[vector-api][X86] Intrinsic creation for missing cases of iotaShuffle API

Wed Nov 13 22:00:13 UTC 2019

Hi John,

I like your suggestion to check if the step is constant and has a value 1 in library_call.cpp before generating the MulI node. Likewise, the AddI node generation can be avoided if the start is 0.

The Blend node generation can only be removed if the start also is 0 along with step being 1 at parsing time. If start is non zero, then index can go out of range. Similarly, the do_wrap path can be optimized for start=0, step=1. 

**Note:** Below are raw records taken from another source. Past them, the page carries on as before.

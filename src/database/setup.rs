use anyhow::{Context, Result};
use log::info;

use super::connection::DbConn;

const SCHEMA_SQL: &str = include_str!("schema.sql");

/// Create the attempts table and its index when missing.
pub fn ensure_schema(conn: &mut DbConn) -> Result<()> {
    let statements = split_sql_statements(SCHEMA_SQL);

    for (idx, statement) in statements.iter().enumerate() {
        execute_sql(conn, statement)
            .with_context(|| format!("Failed to execute statement {}", idx + 1))?;
    }

    Ok(())
}

/// Drop every recorded attempt and recreate the schema.
pub fn reset_database(conn: &mut DbConn) -> Result<()> {
    execute_sql(conn, "DROP TABLE IF EXISTS attempts")?;
    ensure_schema(conn)?;

    info!("Database schema reset successfully");
    Ok(())
}

fn split_sql_statements(sql: &str) -> Vec<String> {
    sql.split(';')
        .map(|s| s.trim().to_string())
        .filter(|s| !s.is_empty())
        .collect()
}

fn execute_sql(conn: &mut DbConn, sql: &str) -> Result<()> {
    conn.execute(sql, [])
        .context("Failed to execute SQL statement")
        .map(|_| ())
}

#[cfg(test)]
mod tests {
    use super::*;

    #[test]
    fn test_split_sql_statements_drops_blanks() {
        let statements = split_sql_statements("CREATE TABLE a (x);\n\n;CREATE INDEX i ON a (x);  ");
        assert_eq!(statements, vec!["CREATE TABLE a (x)", "CREATE INDEX i ON a (x)"]);
    }

    #[test]
    fn test_schema_is_idempotent() {
        let pool = crate::database::create_memory_pool().unwrap();
        let mut conn = crate::database::get_connection(&pool).unwrap();

        ensure_schema(&mut conn).unwrap();
        ensure_schema(&mut conn).unwrap();
        reset_database(&mut conn).unwrap();
    }
}
//! Persistence seam for the append-only attempt log.

mod memory;
mod sqlite;

pub use memory::InMemoryAttemptStore;
pub use sqlite::SqliteAttemptStore;

use anyhow::Result;

use crate::domain::{AttemptRecord, PendingAttempt};

/// Append-only storage for attempt records.
///
/// Implementations never update or delete a stored record.
pub trait AttemptStore: Send + Sync {
    /// Persist one attempt and return it with its store-assigned id.
    fn append(&self, attempt: PendingAttempt) -> Result<AttemptRecord>;

    /// All attempts of one actor, ordered by `created_at` then id.
    fn list_by_actor(&self, actor_id: &str) -> Result<Vec<AttemptRecord>>;
}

I don’t think any strength reduction is happening today on vector nodes after generation. 

Best Regards,
Sandhya

-----Original Message-----
From: panama-dev <panama-dev-bounces at openjdk.java.net> On Behalf Of John Rose
Sent: Wednesday, November 13, 2019 11:37 AM
To: Bhateja, Jatin <jatin.bhateja at intel.com>
Cc: panama-dev at openjdk.java.net
Subject: Re: [vector-api][X86] Intrinsic creation for missing cases of iotaShuffle API

On Nov 13, 2019, at 7:53 AM, Bhateja, Jatin <jatin.bhateja at intel.com> wrote:
> 
> Hi All,
> 
> Please find below a patch which intrinsifies following missing cases 
> of iotaShuffle :-
> 
>  1.  scale > 1.
>  2.  wrap = false.
> 
> http://cr.openjdk.java.net/~jbhateja/vectorIntrinsics/IotaShuffle/webr
> ev.00/

Thank you Jatin for fixing some of my “FIXME” comments!

In AbstractSpecies.java there seems to be a funny 2-space indentation.
Please align it to the ambient 4-space convention.

In loopTransform.cpp I would encourage you to make your change more incremental.
Your change re-orders the existing predicate terms while inserting the new term at the beginning.  It is more conventional to add new logic at the end, while retaining the flow of the old logic.  I think breaking the lines *is* a good idea, so something like this is good:

-      if (opc == Op_StoreP || opc == Op_StoreN || opc == Op_StoreNKlass || opc == Op_StoreCM) {
+-      if (opc == Op_StoreVector || opc == Op_StoreP || 
++      if (opc == Op_StoreP ||
+           opc == Op_StoreN || opc == Op_StoreNKlass ||
+-          opc == Op_StoreCM) {
++          opc == Op_StoreCM || opc == Op_StoreVector) {

My biggest comment (which is still pretty minor) is about VectorIntrinsics.java.

The handling of arguments in the intrinsic is irregular and I think this is the right moment to make it align better to the other intrinsics.  Specifically, the arguments to the lambda should precede the lambda, in the same order as they are passed to the lambda.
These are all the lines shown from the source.